### EXERCISE:
Having read the entries, repeat all of them exactly.
== Segment start ==
//! Numeric conversion helpers centralizing safe numeric casts.

use num_traits::cast::cast;

/// Floor a f64 and clamp it to the i32 range, returning 0 for NaN values.
#[must_use]
pub fn floor_f64_to_i32(value: f64) -> i32 {
    if value.is_nan() {
        return 0;
    }
    let min = cast::<i32, f64>(i32::MIN).unwrap_or(f64::MIN);
    let max = cast::<i32, f64>(i32::MAX).unwrap_or(f64::MAX);
    let clamped = value.clamp(min, max).floor();
    cast::<f64, i32>(clamped).unwrap_or(0)
}

/// Floor a f64 and clamp it to the u32 range, returning 0 for NaN values.
#[must_use]
pub fn floor_f64_to_u32(value: f64) -> u32 {
    if value.is_nan() {
        return 0;
    }
    let clamped = value.clamp(0.0, f64::from(u32::MAX)).floor();
    cast::<f64, u32>(clamped).unwrap_or(0)
}

/// Convert a possibly negative config level into a non-negative level.
#[must_use]
pub fn level_from_i32(value: i32) -> u32 {
    u32::try_from(value).unwrap_or(0)
}

/// Pick an index uniformly from `0..len`; `len` must be non-zero.
pub(crate) fn pick_index(rng: &mut impl rand::Rng, len: usize) -> usize {
    rng.gen_range(0..len)
}

#[cfg(test)]
mod tests {
    use super::*;

    #[test]
    fn floor_truncates_and_saturates() {
        assert_eq!(floor_f64_to_i32(1093.9), 1093);
        assert_eq!(floor_f64_to_i32(f64::NAN), 0);
        assert_eq!(floor_f64_to_i32(f64::from(i32::MAX) * 3.0), i32::MAX);
    }

    #[test]
    fn unsigned_floor_clamps_negatives() {
        assert_eq!(floor_f64_to_u32(-4.2), 0);
        assert_eq!(floor_f64_to_u32(12.7), 12);
    }

    #[test]
    fn negative_levels_collapse_to_zero() {
        assert_eq!(level_from_i32(-3), 0);
        assert_eq!(level_from_i32(7), 7);
    }
}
== Segment end ==
### TASK OUTPUT:
//! Numeric conversion helpers centralizing safe numeric casts.

use num_traits::cast::cast;

/// Floor a f64 and clamp it to the i32 range, returning 0 for NaN values.
#[must_use]
pub fn floor_f64_to_i32(value: f64) -> i32 {
    if value.is_nan() {
        return 0;
    }
    let min = cast::<i32, f64>(i32::MIN).unwrap_or(f64::MIN);
    let max = cast::<i32, f64>(i32::MAX).unwrap_or(f64::MAX);
    let clamped = value.clamp(min, max).floor();
    cast::<f64, i32>(clamped).unwrap_or(0)
}

/// Floor a f64 and clamp it to the u32 range, returning 0 for NaN values.
#[must_use]
pub fn floor_f64_to_u32(value: f64) -> u32 {
    if value.is_nan() {
        return 0;
    }
    let clamped = value.clamp(0.0, f64::from(u32::MAX)).floor();
    cast::<f64, u32>(clamped).unwrap_or(0)
}

/// Convert a possibly negative config level into a non-negative level.
#[must_use]
pub fn level_from_i32(value: i32) -> u32 {
    u32::try_from(value).unwrap_or(0)
}

/// Pick an index uniformly from `0..len`; `len` must be non-zero.
pub(crate) fn pick_index(rng: &mut impl rand::Rng, len: usize) -> usize {
    rng.gen_range(0..len)
}

#[cfg(test)]
mod tests {
    use super::*;

    #[test]
    fn floor_truncates_and_saturates() {
        assert_eq!(floor_f64_to_i32(1093.9), 1093);
        assert_eq!(floor_f64_to_i32(f64::NAN), 0);
        assert_eq!(floor_f64_to_i32(f64::from(i32::MAX) * 3.0), i32::MAX);
    }

    #[test]
    fn unsigned_floor_clamps_negatives() {
        assert_eq!(floor_f64_to_u32(-4.2), 0);
        assert_eq!(floor_f64_to_u32(12.7), 12);
    }

    #[test]
    fn negative_levels_collapse_to_zero() {
        assert_eq!(level_from_i32(-3), 0);
        assert_eq!(level_from_i32(7), 7);
    }
}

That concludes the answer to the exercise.